What is expected: Exactly reproduce the data from its first line through the line with "pub const LOCAL_ALIAS: &str", leaving out every line after it.

··· Source material ···

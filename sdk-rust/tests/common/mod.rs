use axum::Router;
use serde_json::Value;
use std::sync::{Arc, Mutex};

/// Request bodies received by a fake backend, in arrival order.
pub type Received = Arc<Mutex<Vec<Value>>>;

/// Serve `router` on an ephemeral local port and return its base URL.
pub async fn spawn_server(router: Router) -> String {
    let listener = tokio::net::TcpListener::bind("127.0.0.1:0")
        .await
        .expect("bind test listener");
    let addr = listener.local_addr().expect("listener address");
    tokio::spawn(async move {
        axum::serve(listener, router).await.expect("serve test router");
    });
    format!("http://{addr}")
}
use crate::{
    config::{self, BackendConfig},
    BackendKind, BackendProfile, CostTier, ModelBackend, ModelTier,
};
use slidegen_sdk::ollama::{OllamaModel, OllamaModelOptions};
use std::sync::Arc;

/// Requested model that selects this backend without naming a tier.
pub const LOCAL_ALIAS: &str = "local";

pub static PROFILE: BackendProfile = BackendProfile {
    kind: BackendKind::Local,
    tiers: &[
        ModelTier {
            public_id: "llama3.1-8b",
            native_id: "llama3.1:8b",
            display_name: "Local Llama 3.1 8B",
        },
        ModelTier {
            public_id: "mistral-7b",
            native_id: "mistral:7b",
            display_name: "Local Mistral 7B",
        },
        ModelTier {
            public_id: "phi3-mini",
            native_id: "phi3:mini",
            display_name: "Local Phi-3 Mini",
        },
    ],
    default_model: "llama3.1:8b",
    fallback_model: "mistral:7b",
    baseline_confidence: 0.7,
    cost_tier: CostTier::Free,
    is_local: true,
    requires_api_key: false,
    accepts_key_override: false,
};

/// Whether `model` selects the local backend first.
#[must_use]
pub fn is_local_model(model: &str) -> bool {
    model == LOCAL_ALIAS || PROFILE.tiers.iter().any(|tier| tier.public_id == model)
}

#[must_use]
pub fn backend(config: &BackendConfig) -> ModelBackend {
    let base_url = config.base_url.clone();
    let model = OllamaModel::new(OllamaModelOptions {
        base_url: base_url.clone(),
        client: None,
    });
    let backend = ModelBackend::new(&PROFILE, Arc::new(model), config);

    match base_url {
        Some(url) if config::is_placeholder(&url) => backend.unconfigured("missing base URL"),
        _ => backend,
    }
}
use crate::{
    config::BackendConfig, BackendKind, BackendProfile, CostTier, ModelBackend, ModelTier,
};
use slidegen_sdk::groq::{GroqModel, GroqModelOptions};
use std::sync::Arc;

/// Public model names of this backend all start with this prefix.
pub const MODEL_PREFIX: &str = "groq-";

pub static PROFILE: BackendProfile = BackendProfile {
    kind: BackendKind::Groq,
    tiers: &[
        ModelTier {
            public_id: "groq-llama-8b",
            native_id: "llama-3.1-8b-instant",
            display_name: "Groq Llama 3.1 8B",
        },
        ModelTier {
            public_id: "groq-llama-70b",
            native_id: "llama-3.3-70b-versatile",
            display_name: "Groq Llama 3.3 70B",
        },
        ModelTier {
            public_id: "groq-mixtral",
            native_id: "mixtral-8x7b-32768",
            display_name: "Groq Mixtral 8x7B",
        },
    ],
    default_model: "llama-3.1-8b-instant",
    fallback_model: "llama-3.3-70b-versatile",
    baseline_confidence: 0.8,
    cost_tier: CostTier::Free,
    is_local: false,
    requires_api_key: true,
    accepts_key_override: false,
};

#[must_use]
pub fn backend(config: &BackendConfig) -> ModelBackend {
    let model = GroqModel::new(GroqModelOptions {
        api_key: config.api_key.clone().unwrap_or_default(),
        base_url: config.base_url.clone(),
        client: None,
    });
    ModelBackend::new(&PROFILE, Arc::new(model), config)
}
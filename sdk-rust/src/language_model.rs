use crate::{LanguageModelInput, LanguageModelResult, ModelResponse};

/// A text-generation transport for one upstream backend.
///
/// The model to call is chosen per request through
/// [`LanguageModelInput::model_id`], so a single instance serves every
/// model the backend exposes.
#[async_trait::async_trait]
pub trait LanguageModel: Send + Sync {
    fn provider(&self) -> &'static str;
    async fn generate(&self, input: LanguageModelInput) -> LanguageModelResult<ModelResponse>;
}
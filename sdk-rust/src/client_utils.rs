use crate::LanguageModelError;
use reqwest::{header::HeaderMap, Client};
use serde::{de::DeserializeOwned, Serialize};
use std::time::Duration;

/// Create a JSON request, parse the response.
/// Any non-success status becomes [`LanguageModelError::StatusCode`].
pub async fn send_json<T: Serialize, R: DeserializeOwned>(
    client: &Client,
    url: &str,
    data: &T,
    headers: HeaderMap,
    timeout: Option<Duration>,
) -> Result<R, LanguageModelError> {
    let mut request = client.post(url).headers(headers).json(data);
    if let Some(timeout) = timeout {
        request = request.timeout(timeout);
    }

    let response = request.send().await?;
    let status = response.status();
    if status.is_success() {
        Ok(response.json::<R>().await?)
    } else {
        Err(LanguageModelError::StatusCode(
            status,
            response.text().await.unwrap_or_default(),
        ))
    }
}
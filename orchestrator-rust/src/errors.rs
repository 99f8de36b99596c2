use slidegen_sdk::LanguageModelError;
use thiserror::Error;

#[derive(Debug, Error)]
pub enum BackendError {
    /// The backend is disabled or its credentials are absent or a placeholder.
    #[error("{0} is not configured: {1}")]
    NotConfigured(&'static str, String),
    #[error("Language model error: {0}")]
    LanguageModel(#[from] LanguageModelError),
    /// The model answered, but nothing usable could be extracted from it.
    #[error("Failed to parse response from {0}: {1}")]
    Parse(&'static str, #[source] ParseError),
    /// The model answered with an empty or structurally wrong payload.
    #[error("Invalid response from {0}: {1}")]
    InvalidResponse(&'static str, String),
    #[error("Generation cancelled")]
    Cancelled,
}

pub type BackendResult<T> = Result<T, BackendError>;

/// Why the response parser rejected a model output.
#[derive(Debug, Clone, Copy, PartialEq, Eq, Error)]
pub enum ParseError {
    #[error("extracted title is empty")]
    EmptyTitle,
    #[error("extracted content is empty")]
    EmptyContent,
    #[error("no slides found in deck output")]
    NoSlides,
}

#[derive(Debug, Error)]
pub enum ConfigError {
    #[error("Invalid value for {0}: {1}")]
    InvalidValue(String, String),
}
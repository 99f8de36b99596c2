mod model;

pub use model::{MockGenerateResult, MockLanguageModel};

···

Task answer:
filename sdk-rust/tests/common/mod.rs
use axum::Router;
use serde_json::Value;
use std::sync::{Arc, Mutex};

/// Request bodies received by a fake backend, in arrival order.
pub type Received = Arc<Mutex<Vec<Value>>>;

/// Serve `router` on an ephemeral local port and return its base URL.
pub async fn spawn_server(router: Router) -> String {
    let listener = tokio::net::TcpListener::bind("127.0.0.1:0")
        .await
        .expect("bind test listener");
    let addr = listener.local_addr().expect("listener address");
    tokio::spawn(async move {
        axum::serve(listener, router).await.expect("serve test router");
    });
    format!("http://{addr}")
}
use crate::{
    config::{self, BackendConfig},
    BackendKind, BackendProfile, CostTier, ModelBackend, ModelTier,
};
use slidegen_sdk::ollama::{OllamaModel, OllamaModelOptions};
use std::sync::Arc;

/// Requested model that selects this backend without naming a tier.
pub const LOCAL_ALIAS: &str = "local";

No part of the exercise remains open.